MONDAY: Brett Favre reported to the Green Bay Packers training camp today.

Observers said they haven’t seen so many people unhappy about a guy returning to work since I came back from my heart attack.


MONDAY: Brett Favre reported to the Green Bay Packers training camp today.

The Packers told him he was welcome to be there but that he would only be a backup – no, wait, I’m sorry, that’s what NBC told Jay Leno.


MONDAY: Celebrity birthdays: Patriots quarterback Tom Brady turns 31 today.

He celebrated with his girlfriend Gisele Bundchen which is nice because, really, what guy wouldn’t like a Bundchen for his birthday?


MONDAY: Celebrity birthdays: Roger Clemens turns 46 today.

Earlier today, out of habit, he denied having birthday cake.


MONDAY: Celebrity birthdays: Roger Clemens turns 46 today.

You can tell Roger’s getting a little older; earlier today he tested positive for Centrum Silver.


FRIDAY: Earlier tonight in Beijing they had the opening ceremony of the Olympics.

It was amazing. The skies over Beijing were full of yellows and reds and blues – and then there were the fireworks.

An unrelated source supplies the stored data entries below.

//! Configuration parsing and validation.
//!
//! Paper Copilot is configured via a TOML file (default: `config/pcp.toml`).
//! Every section is optional; missing keys fall back to the defaults below.
//!
//! # Example Configuration
//!
//! ```toml
//! [index]
//! path = "./data/papers.sqlite"
//!
//! [chunking]
//! chunk_size = 500
//! overlap_ratio = 0.1
//! min_chunk_tokens = 50
//!
//! [retrieval]
//! candidate_k = 20
//! top_k = 5
//! similarity_cutoff = 0.5
//!
//! [retrieval.fusion]
//! strategy = "weighted"
//! vector_weight = 0.8
//! lexical_weight = 0.2
//!
//! [validation]
//! max_retries = 2
//!
//! [embedding]
//! provider = "openai"
//! model = "text-embedding-3-small"
//! dims = 1536
//!
//! [generation]
//! provider = "openai"
//! model = "gpt-4o-mini"
//! timeout_secs = 60
//!
//! [retry]
//! max_retries = 3
//! base_delay_ms = 500
//!
//! [server]
//! bind = "127.0.0.1:7341"
//! ```
//!
//! [`load_config`] rejects out-of-range values at startup so a bad file never
//! reaches the pipeline.

use anyhow::{bail, Context, Result};
use paper_copilot_core::chunk::ChunkParams;
use paper_copilot_core::retrieve::{FusionStrategy, RetrievalParams};
use serde::Deserialize;
use std::path::{Path, PathBuf};

/// Top-level configuration.
#[derive(Debug, Deserialize, Clone, Default)]
pub struct Config {
    #[serde(default)]
    pub index: IndexConfig,
    #[serde(default)]
    pub chunking: ChunkingConfig,
    #[serde(default)]
    pub retrieval: RetrievalConfig,
    #[serde(default)]
    pub validation: ValidationConfig,
    #[serde(default)]
    pub embedding: EmbeddingConfig,
    #[serde(default)]
    pub generation: GenerationConfig,
    #[serde(default)]
    pub retry: RetryConfig,
    #[serde(default)]
    pub ingest: IngestConfig,
    #[serde(default)]
    pub server: ServerConfig,
}

#[derive(Debug, Deserialize, Clone)]
pub struct IndexConfig {
    /// SQLite database file. Parent directories are created on connect.
    #[serde(default = "default_index_path")]
    pub path: PathBuf,
}

impl Default for IndexConfig {
    fn default() -> Self {
        Self {
            path: default_index_path(),
        }
    }
}

fn default_index_path() -> PathBuf {
    PathBuf::from("./data/papers.sqlite")
}

#[derive(Debug, Deserialize, Clone)]
pub struct ChunkingConfig {
    #[serde(default = "default_chunk_size")]
    pub chunk_size: usize,
    #[serde(default = "default_overlap_ratio")]
    pub overlap_ratio: f64,
    #[serde(default = "default_min_chunk_tokens")]
    pub min_chunk_tokens: usize,
}

impl Default for ChunkingConfig {
    fn default() -> Self {
        Self {
            chunk_size: default_chunk_size(),
            overlap_ratio: default_overlap_ratio(),
            min_chunk_tokens: default_min_chunk_tokens(),
        }
    }
}

impl ChunkingConfig {
    pub fn params(&self) -> ChunkParams {
        ChunkParams {
            chunk_size: self.chunk_size,
            overlap_ratio: self.overlap_ratio,
            min_chunk_tokens: self.min_chunk_tokens,
        }
    }
}

fn default_chunk_size() -> usize {
    500
}
fn default_overlap_ratio() -> f64 {
    0.1
}
fn default_min_chunk_tokens() -> usize {
    50
}

#[derive(Debug, Deserialize, Clone)]
pub struct RetrievalConfig {
    #[serde(default = "default_candidate_k")]
    pub candidate_k: usize,
    #[serde(default = "default_top_k")]
    pub top_k: usize,
    #[serde(default = "default_similarity_cutoff")]
    pub similarity_cutoff: f64,
    #[serde(default)]
    pub fusion: FusionStrategy,
}

impl Default for RetrievalConfig {
    fn default() -> Self {
        Self {
            candidate_k: default_candidate_k(),
            top_k: default_top_k(),
            similarity_cutoff: default_similarity_cutoff(),
            fusion: FusionStrategy::default(),
        }
    }
}

impl RetrievalConfig {
    pub fn params(&self) -> RetrievalParams {
        RetrievalParams {
            candidate_k: self.candidate_k,
            top_k: self.top_k,
            similarity_cutoff: self.similarity_cutoff,
            fusion: self.fusion,
        }
    }
}

fn default_candidate_k() -> usize {
    20
}
fn default_top_k() -> usize {
    5
}
fn default_similarity_cutoff() -> f64 {
    0.5
}

#[derive(Debug, Deserialize, Clone)]
pub struct ValidationConfig {
    /// Re-generations after a rejected answer before degrading.
    #[serde(default = "default_validation_retries")]
    pub max_retries: u32,
    /// Reject answers that contain no citation markers.
    #[serde(default = "default_true")]
    pub require_citation: bool,
}

impl Default for ValidationConfig {
    fn default() -> Self {
        Self {
            max_retries: default_validation_retries(),
            require_citation: true,
        }
    }
}

fn default_validation_retries() -> u32 {
    2
}
fn default_true() -> bool {
    true
}

#[derive(Debug, Deserialize, Clone)]
pub struct EmbeddingConfig {
    /// `disabled`, `openai`, or `ollama`.
    #[serde(default = "default_provider")]
    pub provider: String,
    #[serde(default)]
    pub model: Option<String>,
    #[serde(default)]
    pub dims: Option<usize>,
    /// Base URL override (OpenAI-compatible gateway or Ollama host).
    #[serde(default)]
    pub url: Option<String>,
    /// Texts per embedding request.
    #[serde(default = "default_batch_size")]
    pub batch_size: usize,
    /// Embedding requests in flight at once, shared across documents.
    #[serde(default = "default_max_concurrency")]
    pub max_concurrency: usize,
    #[serde(default = "default_embedding_timeout")]
    pub timeout_secs: u64,
}

impl Default for EmbeddingConfig {
    fn default() -> Self {
        Self {
            provider: default_provider(),
            model: None,
            dims: None,
            url: None,
            batch_size: default_batch_size(),
            max_concurrency: default_max_concurrency(),
            timeout_secs: default_embedding_timeout(),
        }
    }
}

impl EmbeddingConfig {
    pub fn is_enabled(&self) -> bool {
        self.provider != "disabled"
    }
}

fn default_provider() -> String {
    "disabled".to_string()
}
fn default_batch_size() -> usize {
    32
}
fn default_max_concurrency() -> usize {
    4
}
fn default_embedding_timeout() -> u64 {
    30
}

#[derive(Debug, Deserialize, Clone)]
pub struct GenerationConfig {
    /// `disabled`, `openai`, or `ollama`.
    #[serde(default = "default_provider")]
    pub provider: String,
    #[serde(default)]
    pub model: Option<String>,
    #[serde(default)]
    pub url: Option<String>,
    /// Deadline for one generation call, fragments included.
    #[serde(default = "default_generation_timeout")]
    pub timeout_secs: u64,
    #[serde(default = "default_temperature")]
    pub temperature: f32,
}

impl Default for GenerationConfig {
    fn default() -> Self {
        Self {
            provider: default_provider(),
            model: None,
            url: None,
            timeout_secs: default_generation_timeout(),
            temperature: default_temperature(),
        }
    }
}

impl GenerationConfig {
    pub fn is_enabled(&self) -> bool {
        self.provider != "disabled"
    }
}

fn default_generation_timeout() -> u64 {
    60
}
fn default_temperature() -> f32 {
    0.2
}

/// Bounded exponential backoff for retryable failures.
#[derive(Debug, Deserialize, Clone)]
pub struct RetryConfig {
    #[serde(default = "default_retry_max")]
    pub max_retries: u32,
    #[serde(default = "default_base_delay_ms")]
    pub base_delay_ms: u64,
    #[serde(default = "default_max_delay_ms")]
    pub max_delay_ms: u64,
}

impl Default for RetryConfig {
    fn default() -> Self {
        Self {
            max_retries: default_retry_max(),
            base_delay_ms: default_base_delay_ms(),
            max_delay_ms: default_max_delay_ms(),
        }
    }
}

fn default_retry_max() -> u32 {
    3
}
fn default_base_delay_ms() -> u64 {
    500
}
fn default_max_delay_ms() -> u64 {
    16_000
}

#[derive(Debug, Deserialize, Clone)]
pub struct IngestConfig {
    /// Documents processed concurrently by `ingest_many`.
    #[serde(default = "default_max_concurrent_documents")]
    pub max_concurrent_documents: usize,
    /// Inputs larger than this are rejected before extraction.
    #[serde(default = "default_max_document_bytes")]
    pub max_document_bytes: usize,
}

impl Default for IngestConfig {
    fn default() -> Self {
        Self {
            max_concurrent_documents: default_max_concurrent_documents(),
            max_document_bytes: default_max_document_bytes(),
        }
    }
}

fn default_max_concurrent_documents() -> usize {
    2
}
fn default_max_document_bytes() -> usize {
    50 * 1024 * 1024
}

#[derive(Debug, Deserialize, Clone)]
pub struct ServerConfig {
    #[serde(default = "default_bind")]
    pub bind: String,
}

impl Default for ServerConfig {
    fn default() -> Self {
        Self {
            bind: default_bind(),
        }
    }
}

fn default_bind() -> String {
    "127.0.0.1:7341".to_string()
}

impl Config {
    /// Reject configurations the pipeline cannot run with.
    pub fn validate(&self) -> Result<()> {
        let c = &self.chunking;
        if c.chunk_size == 0 {
            bail!("chunking.chunk_size must be > 0");
        }
        if !(0.0..1.0).contains(&c.overlap_ratio) {
            bail!("chunking.overlap_ratio must be in [0.0, 1.0)");
        }
        if c.min_chunk_tokens > c.chunk_size {
            bail!("chunking.min_chunk_tokens must not exceed chunking.chunk_size");
        }

        let r = &self.retrieval;
        if r.top_k == 0 {
            bail!("retrieval.top_k must be >= 1");
        }
        if r.candidate_k < r.top_k {
            bail!("retrieval.candidate_k must be >= retrieval.top_k");
        }
        if !(-1.0..=1.0).contains(&r.similarity_cutoff) {
            bail!("retrieval.similarity_cutoff must be in [-1.0, 1.0]");
        }
        match r.fusion {
            FusionStrategy::Weighted {
                vector_weight,
                lexical_weight,
            } => {
                if vector_weight < 0.0 || lexical_weight < 0.0 {
                    bail!("retrieval.fusion weights must be >= 0");
                }
                if vector_weight + lexical_weight <= 0.0 {
                    bail!("retrieval.fusion weights must not both be 0");
                }
            }
            FusionStrategy::Multiplicative { lexical_boost } => {
                if lexical_boost < 0.0 {
                    bail!("retrieval.fusion.lexical_boost must be >= 0");
                }
            }
        }

        let e = &self.embedding;
        match e.provider.as_str() {
            "disabled" | "openai" | "ollama" => {}
            other => bail!(
                "Unknown embedding provider: '{}'. Must be disabled, openai, or ollama.",
                other
            ),
        }
        if e.is_enabled() {
            if e.model.is_none() {
                bail!(
                    "embedding.model must be specified when provider is '{}'",
                    e.provider
                );
            }
            if e.dims.unwrap_or(0) == 0 {
                bail!("embedding.dims must be > 0 when provider is '{}'", e.provider);
            }
        }
        if e.batch_size == 0 || e.max_concurrency == 0 {
            bail!("embedding.batch_size and embedding.max_concurrency must be > 0");
        }

        let g = &self.generation;
        match g.provider.as_str() {
            "disabled" | "openai" | "ollama" => {}
            other => bail!(
                "Unknown generation provider: '{}'. Must be disabled, openai, or ollama.",
                other
            ),
        }
        if g.is_enabled() && g.model.is_none() {
            bail!(
                "generation.model must be specified when provider is '{}'",
                g.provider
            );
        }
        if g.timeout_secs == 0 {
            bail!("generation.timeout_secs must be > 0");
        }

        if self.retry.base_delay_ms > self.retry.max_delay_ms {
            bail!("retry.base_delay_ms must not exceed retry.max_delay_ms");
        }
        if self.ingest.max_concurrent_documents == 0 {
            bail!("ingest.max_concurrent_documents must be > 0");
        }

        Ok(())
    }
}

/// Read, parse, and validate a configuration file.
pub fn load_config(path: &Path) -> Result<Config> {
    let content = std::fs::read_to_string(path)
        .with_context(|| format!("Failed to read config file: {}", path.display()))?;
    parse_config(&content)
}

/// Parse and validate configuration from a TOML string.
pub fn parse_config(content: &str) -> Result<Config> {
    let config: Config = toml::from_str(content).context("Failed to parse config file")?;
    config.validate()?;
    Ok(config)
}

FRIDAY President Bush was in Beijing today for the opening of the Olympics.

He’s in China for the opening ceremony and for a few days of site seeing. It’s just like his National Guard service.

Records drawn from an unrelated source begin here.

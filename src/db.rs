use anyhow::Result;
use sqlx::sqlite::{SqliteConnectOptions, SqlitePool, SqlitePoolOptions};
use std::str::FromStr;

use crate::config::IndexConfig;

pub async fn connect(config: &IndexConfig) -> Result<SqlitePool> {
    let db_path = &config.path;

    // Ensure parent directory exists
    if let Some(parent) = db_path.parent() {
        if !parent.as_os_str().is_empty() {
            std::fs::create_dir_all(parent)?;
        }
    }

    let options = SqliteConnectOptions::from_str(&format!("sqlite:{}", db_path.display()))?
        .create_if_missing(true)
        .foreign_keys(true)
        .journal_mode(sqlx::sqlite::SqliteJournalMode::Wal);

    let pool = SqlitePoolOptions::new()
        .max_connections(5)
        .connect_with(options)
        .await?;

    Ok(pool)
}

FRIDAY President Bush was in Beijing today for the opening of the Olympics.

He said he was looking forward to the Olympics and to meeting Chinese leaders like President Hu Jintao and General Tso.


FRIDAY: The Olympics started today over in Beijing.

There’s already trouble; earlier today the U.S. track team tested positive for hoisin sauce.


FRIDAY: The Olympics started today over in Beijing.

For the next two weeks we’ll see which country has the most skilled, talented and hard working pharmacists.


Barack Obama and John McCain have agreed to hold three debates this fall.

Each candidate had their own demands: Obama demanded only three debates and McCain demanded nap breaks.


People magazine is paying Brad Pitt and Angelina Jolie $14 million for pictures of their new twins.

Angelina’s got big plans for the money; $14 million will buy at least two more orphans.


A 1909 Honus Wagner baseball card just sold for $1.62 million.

That’s right, $1.6 million for the most famous baseball card in the world – and a really old piece of gum.


A university in London has published world’s top 10 oldest jokes.

This is interesting: 6 of the top 10 oldest jokes are still in Joan Rivers’ act.


A university in London has published world’s top 10 oldest jokes.

The world’s oldest recorded joke is from 1900 B.C. in Sumeria and it involves Joan Rivers’s first husband.